Papa Leone XIV ha lanciato una dura condanna al capitalismo estrattivo durante il suo arrivo in Angola sabato, stigmatizzando quella che ha definito la "logica estrattivista" che genera sofferenza e distruzione ambientale in tutta l'Africa.
Parlando in portoghese al palazzo presidenziale di Luanda, il pontefice si è rivolto a funzionari governativi, diplomatici e rappresentanti della società civile nel primo giorno della sua visita di tre giorni in questa nazione ricca di petrolio. L'Angola rappresenta la terza tappa del suo tour africano di 11 giorni, iniziato in Algeria e proseguito in Camerun.

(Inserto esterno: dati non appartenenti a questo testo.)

#[cfg(test)]
mod tests {
    use super::*;
    use std::io::Write;

    fn package_payload(url: &str) -> Value {
        json!({
            "action": "published",
            "package": {
                "package_version": {
                    "version": "sha256:abc",
                    "target_commitish": "main",
                    "package_url": url
                },
                "registry": {"url": "https://ghcr.io"}
            },
            "repository": {"name": "svc", "owner": {"login": "acme"}}
        })
    }

    #[test]
    fn test_cli_parses_global_flags_after_subcommand() {
        let cli = Cli::try_parse_from([
            "hookrelay",
            "classify",
            "payload.json",
            "--json",
            "--key-strategy",
            "discriminator",
        ])
        .unwrap();
        assert!(cli.json);
        assert_eq!(cli.key_strategy, Some(StrategyArg::Discriminator));
        assert!(matches!(cli.command, Commands::Classify { .. }));
    }

    #[test]
    fn test_strip_requires_marker() {
        assert!(Cli::try_parse_from(["hookrelay", "strip", "doc.json"]).is_err());
        let cli =
            Cli::try_parse_from(["hookrelay", "strip", "-m", "_url", "-m", "node_id"]).unwrap();
        let Commands::Strip {
            input,
            markers,
            delimiter,
        } = cli.command
        else {
            panic!("expected strip");
        };
        assert_eq!(input, PathBuf::from("-"));
        assert_eq!(markers, vec!["_url", "node_id"]);
        assert_eq!(delimiter, None);
    }

    #[test]
    fn test_strip_accepts_delimiter_like_flatten() {
        let cli = Cli::try_parse_from(["hookrelay", "strip", "-m", "_url", "--delimiter", "/"])
            .unwrap();
        let Commands::Strip { delimiter, .. } = cli.command else {
            panic!("expected strip");
        };
        assert_eq!(delimiter.as_deref(), Some("/"));
    }

    #[test]
    fn test_strip_document_uses_given_delimiter() {
        let doc = json!({"a.b": {"c_url": "x", "d": 1}});
        let markers = vec!["_url".to_string()];
        let out = strip_document(&doc, &markers, "/").unwrap();
        assert_eq!(out, json!({"a.b": {"d": 1}}));
        assert!(strip_document(&doc, &markers, "").is_err());
    }

    #[test]
    fn test_resolve_config_applies_overrides() {
        let mut file = tempfile::NamedTempFile::new().unwrap();
        writeln!(file, "provider = \"gitea\"\nemit_unhandled = true").unwrap();

        let config = resolve_config(Some(file.path()), None, None).unwrap();
        assert_eq!(config.provider, "gitea");
        assert!(config.emit_unhandled);

        let config = resolve_config(
            Some(file.path()),
            Some("forgejo"),
            Some(StrategyArg::Discriminator),
        )
        .unwrap();
        assert_eq!(config.provider, "forgejo");
        assert_eq!(config.key_strategy, KeyStrategy::Discriminator);
    }

    #[test]
    fn test_resolve_config_rejects_invalid_override() {
        let err = resolve_config(None, Some(""), None).unwrap_err();
        assert!(format!("{err:#}").contains("Invalid relay configuration"));
    }

    #[test]
    fn test_parse_lines_skips_malformed() {
        let input = "{\"sender\":{\"login\":\"a\"}}\nnot json\n\n{\"zen\":\"hi\"}\n";
        let payloads = parse_lines(input);
        assert_eq!(payloads.len(), 2);
        assert_eq!(payloads[1]["zen"], "hi");
    }

    #[test]
    fn test_reduce_document_unhandled_is_null() {
        let out = reduce_document(&RelayConfig::default(), &json!({"foo": 1}), None).unwrap();
        assert_eq!(out, Value::Null);
    }

    #[test]
    fn test_reduce_document_with_explicit_key() {
        let raw = json!({"zen": "hi", "sender": {"login": "octocat"}});
        let out = reduce_document(&RelayConfig::default(), &raw, Some("sender")).unwrap();
        assert_eq!(out["login"], "octocat");
    }

    #[test]
    fn test_classify_document_shape() {
        let out =
            classify_document(&RelayConfig::default(), &json!({"forkee": {"id": 1}})).unwrap();
        assert_eq!(out, json!({"action_name": "forked", "event_key": "forkee"}));
    }

    #[test]
    fn test_package_verdict_reports_expected_url() {
        let (passed, report) = package_verdict(&package_payload("ghcr.io/acme/svc:main")).unwrap();
        assert!(passed);
        assert_eq!(report["expected"], "ghcr.io/acme/svc:main");

        let (passed, report) = package_verdict(&package_payload("ghcr.io/other/svc:main")).unwrap();
        assert!(!passed);
        assert_eq!(report["actual"], "ghcr.io/other/svc:main");
    }

    #[test]
    fn test_package_verdict_rejects_non_package() {
        let err = package_verdict(&json!({"sender": {"login": "a"}})).unwrap_err();
        assert!(format!("{err:#}").contains("Not a package-publish payload"));
    }

    #[test]
    fn test_read_document_reports_path() {
        let dir = tempfile::tempdir().unwrap();
        let path = dir.path().join("bad.json");
        std::fs::write(&path, "{not json").unwrap();
        let err = read_document(&path).unwrap_err();
        assert!(format!("{err:#}").contains("bad.json"));
    }
}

Quanta sofferenza, quante morti, quante catastrofi sociali e ambientali genera questa logica estrattivista!
Papa Leone XIV — RFI
La critica papale si è concentrata sullo sfruttamento delle abbondanti risorse naturali dell'Angola, tra cui petrolio, gas e diamanti, che non sono riuscite a sollevare gran parte della popolazione dalla povertà nonostante abbiano generato ricchezza sostanziale. Leone XIV ha sostenuto che gli interessi potenti continuano a considerare le nazioni africane principalmente come fonti di estrazione piuttosto che partner nello sviluppo.
L'Angola è emersa da una devastante guerra civile durata 27 anni nel 2002, ma il paese continua a lottare con alti tassi di povertà e disuguaglianza marcata. Il messaggio del papa ha trovato particolare risonanza alla luce della storia di sfruttamento coloniale del paese e delle attuali difficoltà nella gestione delle risorse.
I media francesi inquadrano la notizia attraverso una lente post-coloniale, sottolineando la critica del papa al capitalismo estrattivo mantenendo un equilibrio diplomatico. Evidenziano i legami storici della Francia con il discorso sullo sviluppo africano senza implicare direttamente gli interessi francesi nello sfruttamento delle risorse.